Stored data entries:

>>

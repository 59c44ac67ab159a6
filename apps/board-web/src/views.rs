//! HTML rendering - Tera templates compiled into the binary.
//!
//! Pages that wait on the backend are streamed in two chunks: the shell
//! (head plus spinner) goes out first, the resolved content follows once the
//! backend call settles. Dropping the response body drops the pending call.

use std::convert::Infallible;
use std::future::Future;

use actix_web::HttpResponse;
use actix_web::http::header::ContentType;
use actix_web::web::Bytes;
use futures::{FutureExt, StreamExt, future, stream};
use serde::Serialize;
use tera::{Context, Tera};

const SITE_NAME: &str = "Community Board";

/// Hides the spinner once the resolved chunk arrives.
const RESOLVED: &str = "<style>.page-loading{display:none}</style>";
const FOOT: &str = "</div>\n</body>\n</html>\n";

/// Shown when a streamed fragment fails to render after the shell went out.
const FRAGMENT_FAILED: &str =
    "<div class=\"error-message\">Something went wrong. Please reload the page.</div>";

const TEMPLATES: [(&str, &str); 10] = [
    ("head.html", include_str!("../templates/head.html")),
    ("spinner.html", include_str!("../templates/spinner.html")),
    ("alert.html", include_str!("../templates/alert.html")),
    ("list.html", include_str!("../templates/list.html")),
    ("detail.html", include_str!("../templates/detail.html")),
    ("write.html", include_str!("../templates/write.html")),
    ("board.html", include_str!("../templates/board.html")),
    ("redirect.html", include_str!("../templates/redirect.html")),
    ("error.html", include_str!("../templates/error.html")),
    ("status.html", include_str!("../templates/status.html")),
];

#[derive(Serialize)]
struct Head<'a> {
    title: &'a str,
    site: &'a str,
}

#[derive(Serialize)]
struct Spinner<'a> {
    caption: &'a str,
}

/// Alert followed by an immediate client-side redirect.
#[derive(Debug, Serialize)]
pub struct RedirectPage {
    pub message: String,
    pub target: String,
}

/// Template registry.
pub struct Views {
    tera: Tera,
}

impl Views {
    pub fn new() -> Result<Self, tera::Error> {
        let mut tera = Tera::default();
        tera.add_raw_templates(TEMPLATES.to_vec())?;
        Ok(Self { tera })
    }

    fn render<C: Serialize>(&self, name: &str, page: &C) -> Result<String, tera::Error> {
        let context = Context::from_serialize(page)?;
        self.tera.render(name, &context)
    }

    fn head(&self, title: &str) -> Result<String, tera::Error> {
        self.render(
            "head.html",
            &Head {
                title,
                site: SITE_NAME,
            },
        )
    }

    /// A complete page rendered in one go.
    pub fn page<C: Serialize>(
        &self,
        title: &str,
        name: &str,
        page: &C,
    ) -> Result<String, tera::Error> {
        let mut html = self.head(title)?;
        html.push_str(&self.render(name, page)?);
        html.push_str(FOOT);
        Ok(html)
    }

    /// First chunk of a streamed page: head and spinner.
    pub fn shell(&self, title: &str, caption: &str) -> Result<String, tera::Error> {
        let mut html = self.head(title)?;
        html.push_str(&self.render("spinner.html", &Spinner { caption })?);
        Ok(html)
    }

    /// Second chunk of a streamed page. The shell is already on the wire, so
    /// a render failure degrades to an inline message instead of an error status.
    pub fn resolved<C: Serialize>(&self, name: &str, page: &C) -> String {
        let body = self.render(name, page).unwrap_or_else(|e| {
            tracing::error!(template = name, error = %e, "Failed to render fragment");
            FRAGMENT_FAILED.to_string()
        });
        format!("{RESOLVED}{body}{FOOT}")
    }
}

/// Send `shell` now and the output of `rest` when it completes.
pub fn stream_page<F>(shell: String, rest: F) -> HttpResponse
where
    F: Future<Output = String> + 'static,
{
    let head = stream::once(future::ready(Ok::<_, Infallible>(Bytes::from(shell))));
    let tail = stream::once(rest.map(|html| Ok::<_, Infallible>(Bytes::from(html))));

    HttpResponse::Ok()
        .content_type(ContentType::html())
        .streaming(head.chain(tail))
}

#[cfg(test)]
mod tests {
    use super::*;
    use board_core::view::{FormMode, FormPage, ListPage, PostForm};

    #[test]
    fn test_templates_parse() {
        assert!(Views::new().is_ok());
    }

    #[test]
    fn test_shell_contains_spinner() {
        let views = Views::new().unwrap();
        let html = views.shell("Posts", "Loading posts...").unwrap();
        assert!(html.contains("page-loading"));
        assert!(html.contains("Loading posts..."));
        assert!(!html.contains("</html>"));
    }

    #[test]
    fn test_resolved_hides_spinner_and_closes_page() {
        let views = Views::new().unwrap();
        let html = views.resolved("list.html", &ListPage::loaded(&[]));
        assert!(html.starts_with(RESOLVED));
        assert!(html.ends_with(FOOT));
    }

    #[test]
    fn test_user_input_is_escaped() {
        let views = Views::new().unwrap();
        let form = PostForm {
            title: "<script>x</script>".to_string(),
            ..PostForm::default()
        };
        let html = views
            .page("New post", "write.html", &FormPage::new(FormMode::Create, form, None))
            .unwrap();
        assert!(!html.contains("<script>x</script>"));
        assert!(html.contains("&lt;script&gt;"));
    }
}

<<

DIRECTIONS FOR THIS TASK: Every line of the data must be written out again word for word.

TASK ANSWER:
repository 59c44ac67ab159a6
filename apps/board-web/src/views.rs
//! HTML rendering - Tera templates compiled into the binary.
//!
//! Pages that wait on the backend are streamed in two chunks: the shell
//! (head plus spinner) goes out first, the resolved content follows once the
//! backend call settles. Dropping the response body drops the pending call.

use std::convert::Infallible;
use std::future::Future;

use actix_web::HttpResponse;
use actix_web::http::header::ContentType;
use actix_web::web::Bytes;
use futures::{FutureExt, StreamExt, future, stream};
use serde::Serialize;
use tera::{Context, Tera};

const SITE_NAME: &str = "Community Board";

/// Hides the spinner once the resolved chunk arrives.
const RESOLVED: &str = "<style>.page-loading{display:none}</style>";
const FOOT: &str = "</div>\n</body>\n</html>\n";

/// Shown when a streamed fragment fails to render after the shell went out.
const FRAGMENT_FAILED: &str =
    "<div class=\"error-message\">Something went wrong. Please reload the page.</div>";

const TEMPLATES: [(&str, &str); 10] = [
    ("head.html", include_str!("../templates/head.html")),
    ("spinner.html", include_str!("../templates/spinner.html")),
    ("alert.html", include_str!("../templates/alert.html")),
    ("list.html", include_str!("../templates/list.html")),
    ("detail.html", include_str!("../templates/detail.html")),
    ("write.html", include_str!("../templates/write.html")),
    ("board.html", include_str!("../templates/board.html")),
    ("redirect.html", include_str!("../templates/redirect.html")),
    ("error.html", include_str!("../templates/error.html")),
    ("status.html", include_str!("../templates/status.html")),
];

#[derive(Serialize)]
struct Head<'a> {
    title: &'a str,
    site: &'a str,
}

#[derive(Serialize)]
struct Spinner<'a> {
    caption: &'a str,
}

/// Alert followed by an immediate client-side redirect.
#[derive(Debug, Serialize)]
pub struct RedirectPage {
    pub message: String,
    pub target: String,
}

/// Template registry.
pub struct Views {
    tera: Tera,
}

impl Views {
    pub fn new() -> Result<Self, tera::Error> {
        let mut tera = Tera::default();
        tera.add_raw_templates(TEMPLATES.to_vec())?;
        Ok(Self { tera })
    }

    fn render<C: Serialize>(&self, name: &str, page: &C) -> Result<String, tera::Error> {
        let context = Context::from_serialize(page)?;
        self.tera.render(name, &context)
    }

    fn head(&self, title: &str) -> Result<String, tera::Error> {
        self.render(
            "head.html",
            &Head {
                title,
                site: SITE_NAME,
            },
        )
    }

    /// A complete page rendered in one go.
    pub fn page<C: Serialize>(
        &self,
        title: &str,
        name: &str,
        page: &C,
    ) -> Result<String, tera::Error> {
        let mut html = self.head(title)?;
        html.push_str(&self.render(name, page)?);
        html.push_str(FOOT);
        Ok(html)
    }

    /// First chunk of a streamed page: head and spinner.
    pub fn shell(&self, title: &str, caption: &str) -> Result<String, tera::Error> {
        let mut html = self.head(title)?;
        html.push_str(&self.render("spinner.html", &Spinner { caption })?);
        Ok(html)
    }

    /// Second chunk of a streamed page. The shell is already on the wire, so
    /// a render failure degrades to an inline message instead of an error status.
    pub fn resolved<C: Serialize>(&self, name: &str, page: &C) -> String {
        let body = self.render(name, page).unwrap_or_else(|e| {
            tracing::error!(template = name, error = %e, "Failed to render fragment");
            FRAGMENT_FAILED.to_string()
        });
        format!("{RESOLVED}{body}{FOOT}")
    }
}

/// Send `shell` now and the output of `rest` when it completes.
pub fn stream_page<F>(shell: String, rest: F) -> HttpResponse
where
    F: Future<Output = String> + 'static,
{
    let head = stream::once(future::ready(Ok::<_, Infallible>(Bytes::from(shell))));
    let tail = stream::once(rest.map(|html| Ok::<_, Infallible>(Bytes::from(html))));

    HttpResponse::Ok()
        .content_type(ContentType::html())
        .streaming(head.chain(tail))
}

#[cfg(test)]
mod tests {
    use super::*;
    use board_core::view::{FormMode, FormPage, ListPage, PostForm};

    #[test]
    fn test_templates_parse() {
        assert!(Views::new().is_ok());
    }

    #[test]
    fn test_shell_contains_spinner() {
        let views = Views::new().unwrap();
        let html = views.shell("Posts", "Loading posts...").unwrap();
        assert!(html.contains("page-loading"));
        assert!(html.contains("Loading posts..."));
        assert!(!html.contains("</html>"));
    }

    #[test]
    fn test_resolved_hides_spinner_and_closes_page() {
        let views = Views::new().unwrap();
        let html = views.resolved("list.html", &ListPage::loaded(&[]));
        assert!(html.starts_with(RESOLVED));
        assert!(html.ends_with(FOOT));
    }

    #[test]
    fn test_user_input_is_escaped() {
        let views = Views::new().unwrap();
        let form = PostForm {
            title: "<script>x</script>".to_string(),
            ..PostForm::default()
        };
        let html = views
            .page("New post", "write.html", &FormPage::new(FormMode::Create, form, None))
            .unwrap();
        assert!(!html.contains("<script>x</script>"));
        assert!(html.contains("&lt;script&gt;"));
    }
}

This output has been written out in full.